* What to do:
Scan the material and copy every line in which "CoreError" appears.

* Data for this exercise:
====================

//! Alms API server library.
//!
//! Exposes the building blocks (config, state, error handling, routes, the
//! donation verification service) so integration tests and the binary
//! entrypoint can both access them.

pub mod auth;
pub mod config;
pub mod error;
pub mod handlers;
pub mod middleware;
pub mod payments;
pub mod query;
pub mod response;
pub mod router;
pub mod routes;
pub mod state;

====================

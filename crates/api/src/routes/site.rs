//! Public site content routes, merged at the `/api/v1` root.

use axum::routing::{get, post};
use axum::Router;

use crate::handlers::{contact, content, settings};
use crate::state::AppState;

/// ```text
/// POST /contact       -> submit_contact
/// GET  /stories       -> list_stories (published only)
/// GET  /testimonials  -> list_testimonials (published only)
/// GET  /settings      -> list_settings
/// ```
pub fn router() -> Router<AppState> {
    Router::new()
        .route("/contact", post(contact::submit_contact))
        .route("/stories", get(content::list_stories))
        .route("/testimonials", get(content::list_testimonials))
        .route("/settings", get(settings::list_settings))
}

====================

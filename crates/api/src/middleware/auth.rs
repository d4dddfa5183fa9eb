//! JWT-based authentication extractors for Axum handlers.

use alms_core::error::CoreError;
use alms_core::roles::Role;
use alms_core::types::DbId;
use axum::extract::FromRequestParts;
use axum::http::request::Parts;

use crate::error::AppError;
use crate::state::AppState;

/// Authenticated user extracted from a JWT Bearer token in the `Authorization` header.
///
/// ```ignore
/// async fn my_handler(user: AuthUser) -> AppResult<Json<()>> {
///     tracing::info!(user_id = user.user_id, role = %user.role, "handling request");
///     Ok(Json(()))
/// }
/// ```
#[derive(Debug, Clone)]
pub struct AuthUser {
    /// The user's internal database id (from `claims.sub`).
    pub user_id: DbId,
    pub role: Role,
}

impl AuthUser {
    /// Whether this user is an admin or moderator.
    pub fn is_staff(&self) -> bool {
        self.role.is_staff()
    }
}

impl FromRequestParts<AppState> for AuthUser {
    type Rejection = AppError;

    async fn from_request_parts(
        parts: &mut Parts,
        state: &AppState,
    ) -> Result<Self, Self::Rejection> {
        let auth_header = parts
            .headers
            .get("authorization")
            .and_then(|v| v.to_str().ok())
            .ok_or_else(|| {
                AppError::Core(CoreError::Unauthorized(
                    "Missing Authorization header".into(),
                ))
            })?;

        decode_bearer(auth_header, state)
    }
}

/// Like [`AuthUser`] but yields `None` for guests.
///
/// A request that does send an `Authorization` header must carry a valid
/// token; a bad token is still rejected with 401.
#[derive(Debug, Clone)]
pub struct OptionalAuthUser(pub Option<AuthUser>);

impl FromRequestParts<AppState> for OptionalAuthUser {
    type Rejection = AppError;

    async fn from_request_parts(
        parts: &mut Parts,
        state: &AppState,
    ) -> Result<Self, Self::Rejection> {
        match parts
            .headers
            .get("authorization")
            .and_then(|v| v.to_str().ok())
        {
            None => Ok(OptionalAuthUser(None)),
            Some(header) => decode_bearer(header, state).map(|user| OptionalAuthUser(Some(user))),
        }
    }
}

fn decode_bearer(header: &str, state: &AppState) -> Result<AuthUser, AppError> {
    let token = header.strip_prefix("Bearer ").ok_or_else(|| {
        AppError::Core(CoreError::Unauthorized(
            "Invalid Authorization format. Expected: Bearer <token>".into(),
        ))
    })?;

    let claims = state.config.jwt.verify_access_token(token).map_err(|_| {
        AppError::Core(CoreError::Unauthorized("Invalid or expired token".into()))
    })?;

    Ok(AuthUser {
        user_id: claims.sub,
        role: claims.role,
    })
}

====================

* Solved exercise:
use alms_core::error::CoreError;
                AppError::Core(CoreError::Unauthorized(
        AppError::Core(CoreError::Unauthorized(
        AppError::Core(CoreError::Unauthorized("Invalid or expired token".into()))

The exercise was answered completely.